For the records below, report how many lines include "MatchingError", with no accompanying text.

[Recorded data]

---

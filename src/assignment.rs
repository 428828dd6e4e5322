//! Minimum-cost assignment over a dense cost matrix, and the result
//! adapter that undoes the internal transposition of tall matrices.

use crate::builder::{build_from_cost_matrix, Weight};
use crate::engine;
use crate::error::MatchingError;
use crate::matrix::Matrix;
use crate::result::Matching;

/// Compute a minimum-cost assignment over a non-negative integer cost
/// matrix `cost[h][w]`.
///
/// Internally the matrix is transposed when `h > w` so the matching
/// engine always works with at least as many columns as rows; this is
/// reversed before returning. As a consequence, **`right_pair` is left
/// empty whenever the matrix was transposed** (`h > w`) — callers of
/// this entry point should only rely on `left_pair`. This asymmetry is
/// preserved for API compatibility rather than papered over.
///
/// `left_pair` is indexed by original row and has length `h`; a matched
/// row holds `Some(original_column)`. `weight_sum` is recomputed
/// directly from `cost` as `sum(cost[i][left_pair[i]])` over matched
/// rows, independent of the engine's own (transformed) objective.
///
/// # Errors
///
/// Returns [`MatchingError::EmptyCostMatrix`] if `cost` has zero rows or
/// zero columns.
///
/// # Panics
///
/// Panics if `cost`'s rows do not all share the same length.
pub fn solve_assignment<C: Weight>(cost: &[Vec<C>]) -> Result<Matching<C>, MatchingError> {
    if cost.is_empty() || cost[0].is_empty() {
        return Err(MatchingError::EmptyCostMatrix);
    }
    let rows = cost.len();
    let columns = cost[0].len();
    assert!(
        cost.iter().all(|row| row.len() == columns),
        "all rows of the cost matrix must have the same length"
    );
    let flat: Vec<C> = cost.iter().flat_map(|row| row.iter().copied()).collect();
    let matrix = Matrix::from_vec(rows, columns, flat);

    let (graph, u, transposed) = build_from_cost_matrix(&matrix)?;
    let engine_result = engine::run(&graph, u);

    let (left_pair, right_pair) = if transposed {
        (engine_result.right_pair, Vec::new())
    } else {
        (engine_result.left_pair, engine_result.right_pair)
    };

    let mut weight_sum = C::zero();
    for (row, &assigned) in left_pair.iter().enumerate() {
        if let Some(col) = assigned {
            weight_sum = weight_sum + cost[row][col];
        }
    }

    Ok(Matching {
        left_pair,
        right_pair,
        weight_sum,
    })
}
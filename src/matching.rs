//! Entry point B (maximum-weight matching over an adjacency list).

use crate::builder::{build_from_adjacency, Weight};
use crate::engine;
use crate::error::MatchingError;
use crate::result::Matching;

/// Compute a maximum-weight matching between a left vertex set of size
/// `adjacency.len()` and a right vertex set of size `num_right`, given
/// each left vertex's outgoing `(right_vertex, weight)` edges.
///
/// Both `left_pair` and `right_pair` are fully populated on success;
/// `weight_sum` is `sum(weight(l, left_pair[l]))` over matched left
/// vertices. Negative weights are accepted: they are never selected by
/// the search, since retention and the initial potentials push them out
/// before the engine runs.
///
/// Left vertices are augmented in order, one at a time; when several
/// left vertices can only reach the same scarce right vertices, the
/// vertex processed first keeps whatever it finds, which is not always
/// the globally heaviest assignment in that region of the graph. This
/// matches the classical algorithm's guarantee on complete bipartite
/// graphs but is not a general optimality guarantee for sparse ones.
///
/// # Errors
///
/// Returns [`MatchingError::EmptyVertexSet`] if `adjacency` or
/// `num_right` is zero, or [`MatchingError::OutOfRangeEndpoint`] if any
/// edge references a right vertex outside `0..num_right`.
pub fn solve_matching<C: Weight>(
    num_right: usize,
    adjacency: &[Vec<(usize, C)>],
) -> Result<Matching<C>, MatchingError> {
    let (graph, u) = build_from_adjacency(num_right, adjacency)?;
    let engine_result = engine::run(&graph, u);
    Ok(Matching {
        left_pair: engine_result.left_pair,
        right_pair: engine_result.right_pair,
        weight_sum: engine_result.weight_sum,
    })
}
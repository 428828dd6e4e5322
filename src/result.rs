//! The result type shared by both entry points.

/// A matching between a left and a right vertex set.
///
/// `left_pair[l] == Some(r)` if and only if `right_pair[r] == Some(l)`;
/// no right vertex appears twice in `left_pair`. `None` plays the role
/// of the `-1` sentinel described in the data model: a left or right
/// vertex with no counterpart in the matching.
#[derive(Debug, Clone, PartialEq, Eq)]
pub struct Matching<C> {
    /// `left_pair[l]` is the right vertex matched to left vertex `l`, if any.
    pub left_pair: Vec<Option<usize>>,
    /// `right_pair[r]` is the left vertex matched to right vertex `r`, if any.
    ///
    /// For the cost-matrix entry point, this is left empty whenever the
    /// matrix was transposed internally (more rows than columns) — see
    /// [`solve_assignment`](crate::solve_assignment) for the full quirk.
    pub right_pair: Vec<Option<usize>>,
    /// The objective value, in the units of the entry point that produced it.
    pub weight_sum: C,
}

---

Answer section: 8